On Friday, 28 April 2023 at 03:41:19 UTC+1 Christoph Anton Mitterer wrote:
You could start with:
expr: up{job="myjob"} == 1 unless on (instance) my_metric
Ah. I see.
I guess one should use on(...) rather than ignoring(...) because one
doesn't really know which labels may get added, right?
It's a matter of taste. I like to keep things simple, and to keep the rules
for different metrics similar to each other. You know that 'up' has only
job and instance labels plus any target labels from service discovery;
my_metric will have these plus some others which vary between metrics.
Also, wouldn't it be better to also consider the "job" label?
expr: up{job="myjob"} == 1 unless on (instance, job) my_metric
Again a matter of taste, but typically not needed: you already filtered to
a single job="myjob" on the LHS, and it would be very unusual for the same
"mymetric" to be received in scrapes from two different jobs (which usually
means two different exporters) for the same host.

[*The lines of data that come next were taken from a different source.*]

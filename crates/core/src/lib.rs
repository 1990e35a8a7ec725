//! Domain logic shared across the fleetmon workspace.
//!
//! This crate has zero internal dependencies so it can be used by the
//! persistence layer, the device client pool, the monitor, and any
//! future CLI tooling.

pub mod checksum;
pub mod device;
pub mod error;
pub mod health;
pub mod retry;
pub mod types;
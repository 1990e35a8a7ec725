//! Report verification and persistence with change suppression.
//!
//! `StatusSync` sits between polling and the device repository: it
//! verifies each report's digest, suppresses writes when nothing
//! relevant changed, and keeps its suppression cache honest across
//! state-only writes.

use std::collections::HashMap;

use chrono::Utc;
use tokio::sync::Mutex;

use fleetmon_client::pool::DeviceClientPool;
use fleetmon_client::transport::TransportError;
use fleetmon_core::checksum;
use fleetmon_core::device::{checksum_payload, DeviceState, StatusReport};
use fleetmon_db::models::device::{Device, UpsertDevice};
use fleetmon_db::repositories::device_repo::DeviceRepo;
use fleetmon_db::DbPool;

/// Writes device snapshots, skipping upserts whose composite key
/// (authoritative state + report checksum) matches the last write.
pub struct StatusSync {
    pool: DbPool,
    /// mac -> composite key of the last persisted snapshot. Process
    /// lifetime only; a restart re-writes one snapshot per device.
    last_written: Mutex<HashMap<String, String>>,
}

impl StatusSync {
    pub fn new(pool: DbPool) -> Self {
        Self {
            pool,
            last_written: Mutex::new(HashMap::new()),
        }
    }

    /// Fetch a fresh report from `host` through the client pool.
    pub async fn fetch_status(
        &self,
        clients: &DeviceClientPool,
        host: &str,
    ) -> Result<StatusReport, TransportError> {
        clients.get_status_for_endpoint(host).await
    }

    /// Verify and persist a report under an authoritative state.
    ///
    /// A digest mismatch is logged and the report is persisted anyway;
    /// the digest guards against transcription bugs, not bad devices.
    /// Returns whether a row was actually written.
    pub async fn record_report(
        &self,
        report: &StatusReport,
        host: &str,
        state: DeviceState,
    ) -> Result<bool, sqlx::Error> {
        let payload = checksum_payload(report);
        if !checksum::verify(&payload, &report.checksum).await {
            tracing::error!(
                mac = %report.mac,
                host,
                reported = %report.checksum,
                "Status report checksum mismatch",
            );
        }

        let key = composite_key(state, &report.checksum);
        {
            let last_written = self.last_written.lock().await;
            if last_written.get(&report.mac) == Some(&key) {
                tracing::debug!(mac = %report.mac, "Snapshot unchanged, skipping write");
                return Ok(false);
            }
        }

        let input = UpsertDevice::from_report(report, host, state, Utc::now());
        DeviceRepo::upsert(&self.pool, &input).await?;
        self.last_written
            .lock()
            .await
            .insert(report.mac.clone(), key);
        Ok(true)
    }

    /// Persist an authoritative state without a fresh report.
    ///
    /// Also drops the device's suppression entry, so the next full
    /// report is written even if its checksum matches the pre-failure
    /// one. Returns `None` when the MAC is unknown.
    pub async fn record_state(
        &self,
        mac: &str,
        state: DeviceState,
    ) -> Result<Option<Device>, sqlx::Error> {
        let device = DeviceRepo::update_state(&self.pool, mac, state).await?;
        self.last_written.lock().await.remove(mac);
        Ok(device)
    }
}

fn composite_key(state: DeviceState, report_checksum: &str) -> String {
    format!("{state}:{report_checksum}")
}

#[cfg(test)]
mod tests {
    use super::*;

    #[test]
    fn composite_key_includes_state_and_checksum() {
        assert_eq!(
            composite_key(DeviceState::Online, "abc123"),
            "online:abc123"
        );
        // Same report under a different authoritative state must not
        // be suppressed.
        assert_ne!(
            composite_key(DeviceState::Online, "abc123"),
            composite_key(DeviceState::Degraded, "abc123"),
        );
    }
}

In fact by that logic you might as well simplify it to
expr: up == 1 unless on (instance) my_metric
but I believe this will break if there are multiple instances of my_metric
for the same host. I'd probably do:
expr: up{job="myjob"} == 1 unless on (instance) count by (instance)
(my_metric)
So with job that would be:
expr: up{job="myjob"} == 1 unless on (instance,job) count by
(instance,job) (my_metric)
That should be fine.
but I don't quite understand why it's needed in the first place?!
It turns out you're right.
Prometheus provides a web interface where you can test all these
expressions: even alerting rules are just expressions, which alert if the
instant vector result is non-empty.
Suppose you wanted to alert if a node *isn't* returning
node_filesystem_avail_bytes. You can test it like this:
up{job="node"} == 1 unless on(instance,job) node_filesystem_avail_bytes
and you were right, "unless" doesn't care if there are multiple matches on
the right-hand side.
But suppose you wanted to do arithmetic between the metrics (note extra
parentheses required):
(up{job="node"} == 1) * on(instance,job) node_filesystem_avail_bytes
This will give you an error, because each instance/job combination on the
LHS matches multiple filesystems on the RHS. The correct syntax for that is:
(up{job="node"} == 1) * on(instance,job) group_right()
node_filesystem_avail_bytes
which gives N results for each 1:N combination.
This particular example is pointless because the LHS is always 1, so you're
just multiplying by 1. But even with a static metric like that there are
cases where you want labels from the LHS to be added to the result, which
you can do by listing those labels inside the group_right() clause.
https://www.robustperception.io/how-to-have-labels-for-machine-roles/
https://www.robustperception.io/exposing-the-software-version-to-prometheus
Also, if a scrape does not contain a particular timeseries, but the
previous scrape *did* contain that timeseries, then the timeseries is
marked "stale" by storing a staleness marker.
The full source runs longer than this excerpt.